* **What this task involves**:
Filter the material below down to the lines containing the word "updates".

::: Material for the task :::

use parking_lot::RwLock;
use serde::Deserialize;
use std::path::PathBuf;
use std::sync::Arc;
use std::time::Duration;

/// Which State Store implementation backs the deployment.
#[derive(Debug, Clone, Copy, PartialEq, Eq, Deserialize)]
#[serde(rename_all = "lowercase")]
pub enum StoreBackend {
    /// In-memory only; state is lost on restart.
    Memory,
    /// Write-through JSON persistence under `data_dir`.
    File,
}

/// State Store settings.
#[derive(Debug, Clone, Deserialize)]
pub struct StoreSettings {
    /// Backing implementation.
    #[serde(default = "default_store_backend")]
    pub backend: StoreBackend,
    /// Data directory for the file backend.
    #[serde(default = "default_data_dir")]
    pub data_dir: PathBuf,
}

impl Default for StoreSettings {
    fn default() -> Self {
        Self {
            backend: default_store_backend(),
            data_dir: default_data_dir(),
        }
    }
}

/// Worker pool settings.
#[derive(Debug, Clone, Deserialize)]
pub struct WorkerSettings {
    /// Claim lease duration in seconds.
    #[serde(default = "default_lease_seconds")]
    pub lease_seconds: u64,
    /// Heartbeat interval in seconds (lease renewal cadence).
    #[serde(default = "default_heartbeat_interval")]
    pub heartbeat_interval: u64,
    /// Concurrent handler slots per worker process.
    #[serde(default = "default_concurrency")]
    pub concurrency: usize,
}

impl Default for WorkerSettings {
    fn default() -> Self {
        Self {
            lease_seconds: default_lease_seconds(),
            heartbeat_interval: default_heartbeat_interval(),
            concurrency: default_concurrency(),
        }
    }
}

impl WorkerSettings {
    /// The lease duration.
    pub fn lease(&self) -> Duration {
        Duration::from_secs(self.lease_seconds)
    }

    /// The heartbeat cadence.
    pub fn heartbeat(&self) -> Duration {
        Duration::from_secs(self.heartbeat_interval)
    }
}

/// Per-task execution settings.
#[derive(Debug, Clone, Deserialize)]
pub struct TaskSettings {
    /// Default handler deadline in seconds.
    #[serde(default = "default_deadline_seconds")]
    pub default_deadline_seconds: u64,
    /// Attempts allowed before a failure becomes terminal.
    #[serde(default = "default_max_attempts")]
    pub max_attempts: u32,
    /// Base of the exponential retry backoff, in milliseconds.
    #[serde(default = "default_backoff_base_ms")]
    pub retry_backoff_base_ms: u64,
    /// Backoff ceiling in milliseconds.
    #[serde(default = "default_backoff_cap_ms")]
    pub retry_backoff_cap_ms: u64,
}

impl Default for TaskSettings {
    fn default() -> Self {
        Self {
            default_deadline_seconds: default_deadline_seconds(),
            max_attempts: default_max_attempts(),
            retry_backoff_base_ms: default_backoff_base_ms(),
            retry_backoff_cap_ms: default_backoff_cap_ms(),
        }
    }
}

impl TaskSettings {
    /// Backoff before re-queueing attempt `attempt + 1` (base 2, capped).
    pub fn backoff_delay(&self, attempt: u32) -> Duration {
        let exp = attempt.saturating_sub(1).min(16);
        let ms = self
            .retry_backoff_base_ms
            .saturating_mul(1u64 << exp)
            .min(self.retry_backoff_cap_ms);
        Duration::from_millis(ms)
    }
}

/// Role-queue settings.
#[derive(Debug, Clone, Deserialize)]
pub struct QueueSettings {
    /// Soft depth cap per role queue; exceeding it triggers backpressure.
    #[serde(default = "default_soft_cap")]
    pub soft_cap_per_role: usize,
    /// How long a claim call blocks waiting for work, in seconds.
    #[serde(default = "default_claim_wait")]
    pub claim_wait_seconds: u64,
}

impl Default for QueueSettings {
    fn default() -> Self {
        Self {
            soft_cap_per_role: default_soft_cap(),
            claim_wait_seconds: default_claim_wait(),
        }
    }
}

/// Event bus settings.
#[derive(Debug, Clone, Deserialize)]
pub struct EventBusSettings {
    /// Bounded buffer size per subscriber.
    #[serde(default = "default_subscriber_buffer")]
    pub subscriber_buffer: usize,
    /// Heartbeat cadence towards subscribers, in seconds.
    #[serde(default = "default_bus_heartbeat")]
    pub heartbeat_seconds: u64,
}

impl Default for EventBusSettings {
    fn default() -> Self {
        Self {
            subscriber_buffer: default_subscriber_buffer(),
            heartbeat_seconds: default_bus_heartbeat(),
        }
    }
}

/// Orchestrator settings.
#[derive(Debug, Clone, Deserialize)]
pub struct OrchestratorSettings {
    /// How long to wait for the per-job advance lock, in seconds.
    #[serde(default = "default_lock_timeout")]
    pub per_job_lock_timeout_seconds: u64,
    /// Minimum accepted requirements length.
    #[serde(default = "default_min_requirements_len")]
    pub min_requirements_len: usize,
}

impl Default for OrchestratorSettings {
    fn default() -> Self {
        Self {
            per_job_lock_timeout_seconds: default_lock_timeout(),
            min_requirements_len: default_min_requirements_len(),
        }
    }
}

/// HTTP server settings.
#[derive(Debug, Clone, Deserialize)]
pub struct ServerSettings {
    /// Host to bind to.
    #[serde(default = "default_host")]
    pub host: String,
    /// Port to listen on.
    #[serde(default = "default_port")]
    pub port: u16,
}

impl Default for ServerSettings {
    fn default() -> Self {
        Self {
            host: default_host(),
            port: default_port(),
        }
    }
}

/// The full configuration snapshot.
///
/// A snapshot is immutable once built; admin updates swap the whole snapshot
/// through a [`ConfigHandle`] so readers never observe a torn config.
#[derive(Debug, Clone, Default, Deserialize)]
pub struct PlanforgeConfig {
    /// State Store settings.
    #[serde(default)]
    pub store: StoreSettings,
    /// Worker pool settings.
    #[serde(default)]
    pub worker: WorkerSettings,
    /// Per-task execution settings.
    #[serde(default)]
    pub task: TaskSettings,
    /// Role-queue settings.
    #[serde(default)]
    pub queue: QueueSettings,
    /// Event bus settings.
    #[serde(default)]
    pub eventbus: EventBusSettings,
    /// Orchestrator settings.
    #[serde(default)]
    pub orchestrator: OrchestratorSettings,
    /// HTTP server settings.
    #[serde(default)]
    pub server: ServerSettings,
}

/// Shared handle to the current [`PlanforgeConfig`] snapshot.
///
/// Readers take an `Arc` to the snapshot for the duration of one operation;
/// admin updates swap the pointer atomically.
#[derive(Clone)]
pub struct ConfigHandle {
    inner: Arc<RwLock<Arc<PlanforgeConfig>>>,
}

impl ConfigHandle {
    /// Wraps an initial snapshot.
    pub fn new(config: PlanforgeConfig) -> Self {
        Self {
            inner: Arc::new(RwLock::new(Arc::new(config))),
        }
    }

    /// The current snapshot.
    pub fn snapshot(&self) -> Arc<PlanforgeConfig> {
        self.inner.read().clone()
    }

    /// Replaces the snapshot.
    pub fn swap(&self, config: PlanforgeConfig) {
        *self.inner.write() = Arc::new(config);
    }
}

impl Default for ConfigHandle {
    fn default() -> Self {
        Self::new(PlanforgeConfig::default())
    }
}

fn default_store_backend() -> StoreBackend {
    StoreBackend::Memory
}
fn default_data_dir() -> PathBuf {
    PathBuf::from("./data")
}
fn default_lease_seconds() -> u64 {
    30
}
fn default_heartbeat_interval() -> u64 {
    10
}
fn default_concurrency() -> usize {
    4
}
fn default_deadline_seconds() -> u64 {
    600
}
fn default_max_attempts() -> u32 {
    3
}
fn default_backoff_base_ms() -> u64 {
    1000
}
fn default_backoff_cap_ms() -> u64 {
    60_000
}
fn default_soft_cap() -> usize {
    1000
}
fn default_claim_wait() -> u64 {
    5
}
fn default_subscriber_buffer() -> usize {
    256
}
fn default_bus_heartbeat() -> u64 {
    15
}
fn default_lock_timeout() -> u64 {
    5
}
fn default_min_requirements_len() -> usize {
    1
}
fn default_host() -> String {
    "0.0.0.0".to_string()
}
fn default_port() -> u16 {
    3000
}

:::

* **Result of the task**:
/// A snapshot is immutable once built; admin updates swap the whole snapshot
/// admin updates swap the pointer atomically.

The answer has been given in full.